# How to prove using cartesian product

• November 13th 2009, 09:04 AM
brudman
How to prove using cartesian product
How can one prove that for all sets A and B, if A and B are nonempty and A X B = B x A, then A = B.
• November 13th 2009, 09:15 AM
Plato
Quote:

Originally Posted by brudman
How can one prove that for all sets A and B, if A and B are nonempty and A X B = B x A, then A = B.

Start with $(x,y)\in A\times B$ implies that $x\in A~\&~y\in B$.
If $A\times B=B\times A$ what can be said of $x~\&~y?$
• November 15th 2009, 09:25 AM
brudman
x = y ??
• November 15th 2009, 02:47 PM
emakarov
Quote:

x = y ??
No, x and y are even from different sets (like apples and oranges).
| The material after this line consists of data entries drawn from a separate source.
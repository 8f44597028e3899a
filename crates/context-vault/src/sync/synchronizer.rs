//! Transcript → archive synchronization.
//!
//! Each pass appends only the suffix of a transcript beyond what the archive
//! already holds for that session, so re-running over unchanged files is a
//! no-op and a restarted process resumes from the persisted counts.

use serde::Serialize;
use std::path::{Path, PathBuf};
use std::sync::Arc;
use tracing::{debug, info, warn};

use crate::archive_db::{AppendParams, ArchiveDatabase, SummaryAvailability};
use crate::error::Result;
use crate::sync::cursor::SyncCursor;
use crate::sync::discovery;
use crate::transcript;

/// Shrinkage tolerated before a drop in message count counts as compaction.
pub const DEFAULT_COMPACTION_SLACK: usize = 5;

#[derive(Debug, Clone, Default, PartialEq, Eq, Serialize)]
pub struct SyncOutcome {
    /// `None` when the transcript has no session record.
    pub session_id: Option<String>,
    pub appended: usize,
    /// Messages persisted for the session after this sync.
    pub total: usize,
    pub compaction_detected: bool,
}

#[derive(Debug, Clone, Serialize)]
pub struct SyncFailure {
    pub path: PathBuf,
    pub error: String,
}

#[derive(Debug, Clone, Default, Serialize)]
pub struct SyncSummary {
    pub total_appended: usize,
    pub sessions_updated: usize,
    pub files_scanned: usize,
    pub failures: Vec<SyncFailure>,
}

pub struct Synchronizer {
    db: Arc<ArchiveDatabase>,
    agents_root: PathBuf,
    compaction_slack: usize,
    cursor: SyncCursor,
}

impl Synchronizer {
    pub fn new(db: Arc<ArchiveDatabase>, agents_root: impl Into<PathBuf>) -> Self {
        Self {
            db,
            agents_root: agents_root.into(),
            compaction_slack: DEFAULT_COMPACTION_SLACK,
            cursor: SyncCursor::new(),
        }
    }

    pub fn with_compaction_slack(mut self, slack: usize) -> Self {
        self.compaction_slack = slack;
        self
    }

    pub fn database(&self) -> &Arc<ArchiveDatabase> {
        &self.db
    }

    pub fn agents_root(&self) -> &Path {
        &self.agents_root
    }

    pub fn cursor(&self) -> &SyncCursor {
        &self.cursor
    }

    /// Sync one transcript file. An unreadable file is an error; bad lines
    /// inside a readable file are not.
    pub fn synchronize_one(&mut self, path: &Path) -> Result<SyncOutcome> {
        let parsed = transcript::parse_file(path)?;
        let Some(session) = parsed.session else {
            debug!("No session record in {}, skipping", path.display());
            return Ok(SyncOutcome::default());
        };
        let session_id = session.id;
        let parsed_count = parsed.messages.len();

        let persisted = self.db.messages.message_count(&session_id)?;
        let prior = self.cursor.message_count(&session_id).unwrap_or(persisted);

        let compaction_detected = is_compaction(prior, parsed_count, self.compaction_slack);
        if compaction_detected {
            self.db.checkpoints.record_compaction(
                &session_id,
                prior as i64,
                parsed_count as i64,
                SummaryAvailability::Unknown,
            )?;
        }

        let agent_id = discovery::agent_id_for(path);
        let mut appended = 0;
        for (position, message) in parsed.messages.iter().enumerate().skip(persisted) {
            let metadata = serde_json::json!({
                "source_timestamp": message.timestamp,
                "source_index": position,
            })
            .to_string();
            self.db.messages.append(AppendParams {
                session_id: &session_id,
                agent_id: agent_id.as_deref(),
                role: message.role,
                content: &message.content,
                metadata: Some(&metadata),
            })?;
            appended += 1;
        }

        self.cursor.record(&session_id, parsed_count);

        if appended > 0 {
            info!("Synced {} new messages for session {}", appended, session_id);
        }
        Ok(SyncOutcome {
            session_id: Some(session_id),
            appended,
            total: persisted + appended,
            compaction_detected,
        })
    }

    /// Sync every discovered transcript in path order. A failing file is
    /// recorded in [`SyncSummary::failures`] and the pass moves on.
    pub fn synchronize_all(&mut self) -> Result<SyncSummary> {
        let transcripts = discovery::discover_transcripts(&self.agents_root)?;
        let mut summary = SyncSummary { files_scanned: transcripts.len(), ..Default::default() };

        for path in transcripts {
            match self.synchronize_one(&path) {
                Ok(outcome) => {
                    summary.total_appended += outcome.appended;
                    if outcome.appended > 0 {
                        summary.sessions_updated += 1;
                    }
                }
                Err(e) => {
                    warn!("Failed to sync {}: {}", path.display(), e);
                    summary.failures.push(SyncFailure { path, error: e.to_string() });
                }
            }
        }

        info!(
            "Sync pass: {} files, {} sessions updated, {} messages appended, {} failures",
            summary.files_scanned,
            summary.sessions_updated,
            summary.total_appended,
            summary.failures.len()
        );
        Ok(summary)
    }
}

/// `prior > 0` and `parsed < prior - slack`.
fn is_compaction(prior: usize, parsed: usize, slack: usize) -> bool {
    prior > 0 && parsed.saturating_add(slack) < prior
}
OK, so you need to prove that A = B. It is sufficient to show that every element of A is an element of B, and conversely. Let's prove the first part.

What is the standard beginning of a proof of a statement of the following form: "Every such-and-such object has such-and-such property"? It's "Let's fix any such-and-such object". Write in symbols what this means here.

Next, B is nonempty, so choose some element. Now we have one element from A, one from B. What can we form from them?

OK, now A x B = B x A, so this object we formed is also in B x A. Now use Plato's remark. This should conclude the proof that A is a subset of B. The opposite inclusion is similar.